Tu rosa blanca, que no fue cantada
de lira humana, griega ni latina,
para ofrecer a una beldad guardada,
aunque en mi ruda voz, beldad divina;
la que nácar vistió, rosa encarnada,
o púrpura bañó (sacra Ericina),
ya las cantaron varias y difusas
dóricas liras y romanas musas.
Esta que no lo fue, con dar tardía
tan alta pompa al espinoso ramo,
su dulce historia de mis versos fía,
cuando las iras del amor desamo;
mas, ¡cuán injustamente a la voz mía
la Venus de la tierra invoco y llamo,
teniendo yo la celestial que adora
Febo a la tarde y a la blanca Aurora!
Oh sacra Venus, tú, que, semejante
a la hija del cielo, darme puedes
más viva luz que el celestial diamante,
pues su esplendente nacimiento excedes;
que si del claro sol viene delante,
tú de su luz espléndida procedes;
que ser su hija es mayor gloria tuya
que ser la estrella paraninfa suya.
Pues entre armiños más que blancas rosas
nació tu ilustre y cándida pureza,
no Venus de las ondas espumosas,
sino del mar de la mayor grandeza,
de la madre de perlas más preciosas
que en su nácar formó naturaleza;
único parto de tan rica Aurora,
que con sus rayos los armiños dora;
favorece la pluma que, atrevida,
la blanca rosa a tu alabanza ofrece,
no la que fue de púrpura teñida,
que menos casta presunción merece;
si de nevada túnica vestida,
sobre dorado campo resplandece,
con los armiños de tu sangre ilustre
tendrá inmortal valor y eterno lustre.
Aunque temo, ilustrísima María,
que ha de juzgarse a error mi atrevimiento,
porque es dar ley al tiempo, luz al día,
a las flores color, alas al viento,
perlas al mar y al alba que las cría,
rayos a Amor, presteza al pensamiento,
oro al planeta de la cuarta esfera,
dar rosas a la misma primavera.
Nació encarnada del rubí sangriento
que de Venus vertió la planta herida;
no fue primero blanca, y del violento
golpe en las zarzas con el pie teñida;
ofrece la verdad el argumento
que hoy se consagra a tu beldad florida,
en cuya mano cándida la veo
más bella que en las cumbres de Pangeo.
En fe del esperado matrimonio
daba Cleopatra al ínclito romano
dos perlas que crió, por testimonio
de su poder, el cielo soberano;
deshizo la primera, y dijo Antonio:
«No es justo que le prive vuestra mano,
reina de Egipto, a la naturaleza,
del testigo mayor de su riqueza.»
Quedó la perla sola, y fue llamada
única, por memoria de aquel día,
en tus divinas partes retratada,
oh fénix, ilustrísima María;
si bien de unión igual acompañada,
te espera con aplauso y alegría
florido en rico tálamo Himineo,
que iguale la esperanza y el deseo.
Crece, planta feliz, crece dichosa,
pues tu casa ilustrísima propagas
con larga sucesión tan venturosa,
que su temor, prolífica, deshagas;
en tanto, pues, escucharás la rosa,
que tan alta esperanza satisfagas,
para que sepan esas manos bellas
que quien te ofrece rosas diera estrellas.

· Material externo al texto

use std::sync::Arc;

use async_trait::async_trait;
use time::Date;
use tokio::sync::Mutex;

use super::{
    elapsed::{aggregate_today, compute_base_hours},
    find_resumable,
};
use crate::domain::{
    events::{EventTx, TimerEvent},
    models::{
        stopped_entry_seconds, DailyTotals, ProjectId, RunningTimerView, SessionIdentity,
        StartTimerRequest, TaskId, TimeEntry, TimerSnapshot, UserId,
    },
    ports::{
        inbound::TimerService,
        outbound::{
            load, save, Clock, KeyValueStore, SystemClock, TimeTrackingClient, ACTIVE_TIMER_KEY,
        },
    },
    TimeTrackingError,
};

/// Result of one reconciliation pass.
#[derive(Debug, Clone, PartialEq)]
pub enum ReconcileOutcome {
    /// A timer started elsewhere is now tracked locally.
    Adopted(TimeEntry),
    /// The tracked timer was stopped elsewhere.
    Stopped { previous: TimeEntry },
    /// Another timer replaced the tracked one.
    Switched {
        previous: TimeEntry,
        current: TimeEntry,
    },
    /// Same timer; notes or names changed.
    Refreshed(TimeEntry),
    InSync,
    /// The principal is unknown, so nothing is attributed to this session.
    Unattributable { cleared: bool },
    /// A start or stop completed while the entries were being fetched.
    Stale,
    Failed(TimeTrackingError),
}

/// Coarse summary of a [`ReconcileOutcome`] for display and logging.
#[derive(Debug, Clone, Copy, PartialEq, Eq)]
pub enum SyncAction {
    Changed,
    Stopped,
    Updated,
    None,
    Error,
}

impl SyncAction {
    pub fn as_str(&self) -> &'static str {
        match self {
            Self::Changed => "changed",
            Self::Stopped => "stopped",
            Self::Updated => "updated",
            Self::None => "none",
            Self::Error => "error",
        }
    }
}

impl ReconcileOutcome {
    pub fn action(&self) -> SyncAction {
        match self {
            Self::Adopted(_) | Self::Switched { .. } => SyncAction::Changed,
            Self::Stopped { .. } | Self::Unattributable { cleared: true } => SyncAction::Stopped,
            Self::Refreshed(_) => SyncAction::Updated,
            Self::InSync | Self::Stale | Self::Unattributable { cleared: false } => {
                SyncAction::None
            }
            Self::Failed(_) => SyncAction::Error,
        }
    }
}

/// Owns the session's [`RunningTimerView`] and keeps it aligned with the provider.
///
/// `start`, `stop`, `update_notes` and the apply phase of `reconcile` all run
/// under one async mutex, so a poll never interleaves with a user action.
/// Reconcile fetches without holding the lock and discards its result when a
/// transition happened in the meantime.
pub struct TimerReconciler<C, S> {
    client: Arc<C>,
    store: Arc<S>,
    identity: Arc<SessionIdentity>,
    clock: Arc<dyn Clock>,
    events: Option<EventTx>,
    view: Mutex<RunningTimerView>,
}

impl<C, S> TimerReconciler<C, S>
where
    C: TimeTrackingClient,
    S: KeyValueStore,
{
    pub fn new(client: Arc<C>, store: Arc<S>, identity: Arc<SessionIdentity>) -> Self {
        Self {
            client,
            store,
            identity,
            clock: Arc::new(SystemClock),
            events: None,
            view: Mutex::new(RunningTimerView::default()),
        }
    }

    pub fn with_clock(mut self, clock: Arc<dyn Clock>) -> Self {
        self.clock = clock;
        self
    }

    pub fn with_events(mut self, events: EventTx) -> Self {
        self.events = Some(events);
        self
    }

    fn today_range(&self) -> (Date, Date) {
        let today = self.clock.today();
        (today, today)
    }

    async fn fetch_today(&self, user_id: UserId) -> Result<Vec<TimeEntry>, TimeTrackingError> {
        self.client
            .list_entries(self.today_range(), Some(user_id))
            .await
    }

    fn require_user(&self) -> Result<UserId, TimeTrackingError> {
        self.identity
            .user_id()
            .ok_or_else(|| TimeTrackingError::Unauthorized("identity not validated".to_string()))
    }

    fn notify(&self, event: TimerEvent) {
        if let Some(tx) = &self.events {
            if tx.send(event).is_err() {
                tracing::debug!("No timer event listener");
            }
        }
    }

    /// Write or clear the snapshot. Failures are logged only.
    async fn persist(&self, view: &RunningTimerView) {
        let result = match view.to_snapshot() {
            Some(snapshot) => save(&*self.store, ACTIVE_TIMER_KEY, &snapshot).await,
            None => self.store.remove(&[ACTIVE_TIMER_KEY]).await,
        };
        if let Err(e) = result {
            tracing::warn!("Failed to persist timer snapshot: {}", e);
        }
    }

    async fn enter_running(&self, view: &mut RunningTimerView, entry: TimeEntry) {
        let now = self.clock.now();
        let segment_started_at = entry.segment_start().unwrap_or(now);
        let base_hours = compute_base_hours(entry.hours, segment_started_at, now);
        tracing::debug!(
            "Tracking entry {}: hours_at_fetch={:.4} base_hours={:.4}",
            entry.id,
            entry.hours,
            base_hours
        );

        view.begin(entry.clone(), segment_started_at, base_hours, now);
        self.persist(view).await;
        self.notify(TimerEvent::Started(entry));
    }

    async fn enter_idle(&self, view: &mut RunningTimerView, final_seconds: u64) -> Option<TimeEntry> {
        let previous = view.end(final_seconds);
        self.persist(view).await;
        self.notify(TimerEvent::Stopped);
        previous
    }

    /// Stop the running timer remotely, then go Idle. State is untouched on error.
    async fn stop_locked(
        &self,
        view: &mut RunningTimerView,
    ) -> Result<Option<TimeEntry>, TimeTrackingError> {
        let Some(entry) = view.entry().cloned() else {
            return Ok(None);
        };

        let final_seconds = view.display_seconds(self.clock.now());
        let stopped = self.client.stop_entry(entry.id).await.map_err(|e| {
            tracing::error!("Failed to stop entry {}: {}", entry.id, e);
            e
        })?;

        self.enter_idle(view, final_seconds).await;
        tracing::info!("Stopped entry {} at {}s", entry.id, final_seconds);
        Ok(Some(stopped))
    }

    /// Restart today's matching stopped entry, if any. Failures fall back to `None`.
    async fn try_resume(
        &self,
        project_id: ProjectId,
        task_id: TaskId,
        notes: &str,
    ) -> Option<TimeEntry> {
        // Without a known principal, today's list may hold a teammate's entries.
        let user_id = self.identity.user_id()?;

        let entries = match self.fetch_today(user_id).await {
            Ok(entries) => entries,
            Err(e) => {
                tracing::warn!("Resume lookup failed, creating a new entry: {}", e);
                return None;
            }
        };

        let candidate = find_resumable(&entries, project_id, task_id, notes)?;
        tracing::info!("Resuming existing entry {} instead of creating one", candidate.id);
        match self.client.resume_entry(candidate.id).await {
            Ok(entry) => Some(entry),
            Err(e) => {
                tracing::warn!("Resume of entry {} failed, creating a new entry: {}", candidate.id, e);
                None
            }
        }
    }
}

#[async_trait]
impl<C, S> TimerService for TimerReconciler<C, S>
where
    C: TimeTrackingClient,
    S: KeyValueStore,
{
    async fn restore(&self) -> RunningTimerView {
        let snapshot = match load::<TimerSnapshot, _>(&*self.store, ACTIVE_TIMER_KEY).await {
            Ok(snapshot) => snapshot,
            Err(e) => {
                tracing::warn!("Ignoring unreadable timer snapshot: {}", e);
                None
            }
        };

        let mut view = self.view.lock().await;
        let Some(snapshot) = snapshot else {
            return view.clone();
        };
        if view.is_running() {
            return view.clone();
        }

        let Some(user_id) = self.identity.user_id() else {
            tracing::warn!(
                "Identity unknown, not restoring entry {}",
                snapshot.entry.id
            );
            return view.clone();
        };
        if !snapshot.entry.is_owned_by(&user_id) {
            tracing::warn!(
                "Discarding snapshot of entry {} owned by user {}",
                snapshot.entry.id,
                snapshot.entry.user_id
            );
            if let Err(e) = self.store.remove(&[ACTIVE_TIMER_KEY]).await {
                tracing::warn!("Failed to clear timer snapshot: {}", e);
            }
            return view.clone();
        }

        let entry = snapshot.entry.clone();
        view.begin(
            snapshot.entry,
            snapshot.segment_started_at,
            snapshot.base_hours,
            self.clock.now(),
        );
        tracing::info!("Restored running entry {}", entry.id);
        self.notify(TimerEvent::Started(entry));
        view.clone()
    }

    async fn start(&self, request: &StartTimerRequest) -> Result<TimeEntry, TimeTrackingError> {
        let (project_id, task_id) = request.validate()?;

        let mut view = self.view.lock().await;
        if view.is_running() {
            self.stop_locked(&mut view).await?;
        }

        let entry = match self.try_resume(project_id, task_id, &request.notes).await {
            Some(entry) => entry,
            None => self
                .client
                .create_running_entry(project_id, task_id, &request.notes, self.clock.today())
                .await
                .map_err(|e| {
                    tracing::error!("Failed to create entry: {}", e);
                    e
                })?,
        };

        self.enter_running(&mut view, entry.clone()).await;
        tracing::info!("Started entry {} ({})", entry.id, entry.label());
        Ok(entry)
    }

    async fn stop(&self) -> Result<Option<TimeEntry>, TimeTrackingError> {
        let mut view = self.view.lock().await;
        self.stop_locked(&mut view).await
    }

    async fn reconcile(&self) -> ReconcileOutcome {
        let Some(user_id) = self.identity.user_id() else {
            let mut view = self.view.lock().await;
            if !view.is_running() {
                return ReconcileOutcome::Unattributable { cleared: false };
            }
            tracing::warn!("Identity unknown, clearing the local timer");
            let final_seconds = view.display_seconds(self.clock.now());
            self.enter_idle(&mut view, final_seconds).await;
            return ReconcileOutcome::Unattributable { cleared: true };
        };

        let generation = self.view.lock().await.generation();

        let entries = match self.fetch_today(user_id).await {
            Ok(entries) => entries,
            Err(e) => {
                if e.is_transient() {
                    tracing::warn!("Reconcile fetch failed, keeping local state: {}", e);
                } else {
                    tracing::error!("Reconcile fetch failed, keeping local state: {}", e);
                }
                return ReconcileOutcome::Failed(e);
            }
        };

        let mut view = self.view.lock().await;
        if view.generation() != generation {
            tracing::debug!("Discarding stale reconcile result");
            return ReconcileOutcome::Stale;
        }

        let remote = entries
            .iter()
            .find(|e| e.is_running && e.is_owned_by(&user_id))
            .cloned();

        match (view.entry().cloned(), remote) {
            (None, None) => ReconcileOutcome::InSync,
            (None, Some(remote)) => {
                tracing::info!("Adopting entry {} started elsewhere", remote.id);
                self.enter_running(&mut view, remote.clone()).await;
                ReconcileOutcome::Adopted(remote)
            }
            (Some(local), None) => {
                let final_seconds = entries
                    .iter()
                    .find(|e| e.id == local.id)
                    .map(stopped_entry_seconds)
                    .unwrap_or_else(|| view.display_seconds(self.clock.now()));
                tracing::info!("Entry {} was stopped elsewhere", local.id);
                self.enter_idle(&mut view, final_seconds).await;
                ReconcileOutcome::Stopped { previous: local }
            }
            (Some(local), Some(remote)) if local.id != remote.id => {
                tracing::info!("Switching from entry {} to {}", local.id, remote.id);
                let final_seconds = view.display_seconds(self.clock.now());
                self.enter_idle(&mut view, final_seconds).await;
                self.enter_running(&mut view, remote.clone()).await;
                ReconcileOutcome::Switched {
                    previous: local,
                    current: remote,
                }
            }
            (Some(local), Some(remote)) => {
                if !local.display_differs(&remote) {
                    return ReconcileOutcome::InSync;
                }
                view.refresh_entry(remote.clone());
                self.persist(&view).await;
                ReconcileOutcome::Refreshed(remote)
            }
        }
    }

    async fn update_notes(&self, notes: &str) -> Result<Option<TimeEntry>, TimeTrackingError> {
        let mut view = self.view.lock().await;
        let Some(entry) = view.entry().cloned() else {
            return Ok(None);
        };

        let updated = self.client.update_notes(entry.id, notes).await?;
        view.refresh_entry(updated.clone());
        view.touch();
        self.persist(&view).await;
        Ok(Some(updated))
    }

    async fn status(&self) -> RunningTimerView {
        self.view.lock().await.clone()
    }

    async fn tick(&self) -> u64 {
        self.view.lock().await.tick(self.clock.now())
    }

    async fn daily_totals(&self) -> Result<DailyTotals, TimeTrackingError> {
        let user_id = self.require_user()?;
        let entries = self.fetch_today(user_id).await?;

        let view = self.view.lock().await;
        let live = view.display_seconds(self.clock.now());
        Ok(aggregate_today(
            &entries,
            self.clock.today(),
            view.entry().map(|e| e.id),
            live,
        ))
    }

    async fn today_entries(&self) -> Result<Vec<TimeEntry>, TimeTrackingError> {
        let user_id = self.require_user()?;
        let mut entries = self.fetch_today(user_id).await?;
        entries.sort_by(|a, b| b.created_at.cmp(&a.created_at));
        Ok(entries)
    }
}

Venus, fuerza divina, que se cría
de aquellos movimientos naturales
que, de los elementos simetría,
hacen juntos los cuerpos celestiales,
que amando a Adonis sol, sin quien se enfría,
engendra plantas, hombres y animales,
pues cuando mira en ángulos obtusos
de la generación están exclusos;
tuvo principio, en opinión de algunos,
de la espuma del mar, de quien nacida,
no con vientos feroces importunos,
sino del blando céfiro impelida,
por escollos del mar, que de ningunos
quiso acetar asiento en la extendida
concha de nácar y oro, navegando
la tierra, el mar y el viento enamorando.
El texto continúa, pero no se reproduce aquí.